Theodor von Sickel (18 December 1826 – 21 April 1908) was a German-Austrian historian born in Aken, Province of Saxony, Kingdom of Prussia. He specialized in early European medieval history, and is considered to be the founder of modern diplomatics (critical document research).

In 1850 he obtained his doctorate from the University of Halle, then furthered his studies at the École Nationale des Chartes in Paris. In 1857 he was appointed professor at the University of Vienna, and from 1869 to 1891, he was director of the Institut für Österreichische Geschichtsforschung (Institute of Austrian Historical Research), specializing in ancillary branches of historical study, that included paleography, chronology and diplomatics.

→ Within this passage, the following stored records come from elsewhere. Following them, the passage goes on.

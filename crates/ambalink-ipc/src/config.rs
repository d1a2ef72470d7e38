// SPDX-License-Identifier: GPL-3.0-or-later
// Copyright 2026 Tobias Sarnowski

//! Runtime configuration of the IPC layer.

use std::time::Duration;

use ambalink_abi::{CoreId, RingConfig, SoftIrq};

/// Identity of the local core and its mutex wake lines.
#[derive(Clone, Copy, Debug, PartialEq, Eq)]
pub struct CoreConfig {
    /// This core's ID (written to `owner` and `wait_list`).
    pub id: CoreId,
    /// Line the peer raises to wake waiters on this core.
    pub local_wake: SoftIrq,
    /// Line this core raises to wake waiters on the peer.
    pub remote_wake: SoftIrq,
}

impl CoreConfig {
    /// The Linux side.
    pub const LINUX: Self = Self {
        id: CoreId::LINUX,
        local_wake: SoftIrq::MUTEX_WAKE_LINUX,
        remote_wake: SoftIrq::MUTEX_WAKE_RTOS,
    };

    /// The RTOS side.
    pub const RTOS: Self = Self {
        id: CoreId::RTOS,
        local_wake: SoftIrq::MUTEX_WAKE_RTOS,
        remote_wake: SoftIrq::MUTEX_WAKE_LINUX,
    };

    /// The configuration the peer core runs with.
    #[inline]
    #[must_use]
    pub const fn peer(self) -> Self {
        Self {
            id: self.id.peer(),
            local_wake: self.remote_wake,
            remote_wake: self.local_wake,
        }
    }
}

/// Who zeroes the shared lock tables.
#[derive(Clone, Copy, Debug, PartialEq, Eq, Default)]
pub enum InitRole {
    /// This core boots first and clears the spinlock and mutex tables.
    Initializer,
    /// This core attaches to tables the peer already cleared.
    #[default]
    Attacher,
}

/// IPC layer configuration.
#[derive(Clone, Copy, Debug, PartialEq, Eq)]
pub struct IpcConfig {
    /// Local core identity.
    pub core: CoreConfig,
    /// Ring dimensions the PPM layout is derived from.
    pub ring: RingConfig,
    /// How long a mutex waiter blocks on its wake event per retry.
    pub wake_timeout: Duration,
    /// Sleep after each wait, giving a lower-priority remote holder a chance
    /// to run and release.
    pub retry_sleep: Duration,
    /// Shared table initialisation responsibility.
    pub init_role: InitRole,
}

impl IpcConfig {
    /// Default configuration for `core`.
    #[must_use]
    pub const fn new(core: CoreConfig) -> Self {
        Self {
            core,
            ring: RingConfig::DEFAULT,
            wake_timeout: Duration::from_millis(10),
            retry_sleep: Duration::from_millis(1),
            init_role: InitRole::Attacher,
        }
    }

    /// Replace the ring dimensions.
    #[must_use]
    pub const fn with_ring(mut self, ring: RingConfig) -> Self {
        self.ring = ring;
        self
    }

    /// Replace the mutex retry timings.
    #[must_use]
    pub const fn with_timing(mut self, wake_timeout: Duration, retry_sleep: Duration) -> Self {
        self.wake_timeout = wake_timeout;
        self.retry_sleep = retry_sleep;
        self
    }

    /// Replace the initialisation role.
    #[must_use]
    pub const fn with_init_role(mut self, role: InitRole) -> Self {
        self.init_role = role;
        self
    }
}

impl Default for IpcConfig {
    fn default() -> Self {
        Self::new(CoreConfig::LINUX)
    }
}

From 1875 he was a member of the Monumenta Germaniae Historica, of which, he subsequently became head of its diplomata section. In this capacity, he performed meticulous and expert edition of medieval documents, including over 1300 royal documents of the 10th century (Diplomata regum et imperatorum Germaniae).

In 1881 he established the Österreichisches Historisches Institut (Austrian Historical Institute) in Rome, serving as its director until 1901. From 1897 to 1908, he was president of the Bavarian Academy of Sciences.

== Selected works ==
- Beiträge zur Diplomatik (8 volumes, 1861–1882).
- Acta regum et imperatorum Karolinorum digesta et ennarata. Volume 1: Urkundenlehre (1867), Volume 2: Urkundenregesten.
- Monumenta Germaniae Historica. Diplomata regum et imperatorum Germaniae 1 (Conradi I., Heinrici I. et Ottonis I. Diplomata), Hannover 1879-1884 - Conrad I, Henry I, Otto I.
- Monumenta Germaniae Historica, Diplomata regum et imperatorum Germaniae 2,1 (Ottonis II. Diplomata), Hannover 1888 - Otto II.
- Monumenta Germaniae Historica, Diplomata regum et imperatorum Germaniae 2,2 (Ottonis III. Diplomata), Hannover 1893 - Otto III.
- Kaiserurkunden in Abbildungen, 11 parts 1890/91 (with Heinrich von Sybel, 1817-1895)
- Römische Berichte (5 volumes, 1895–1901).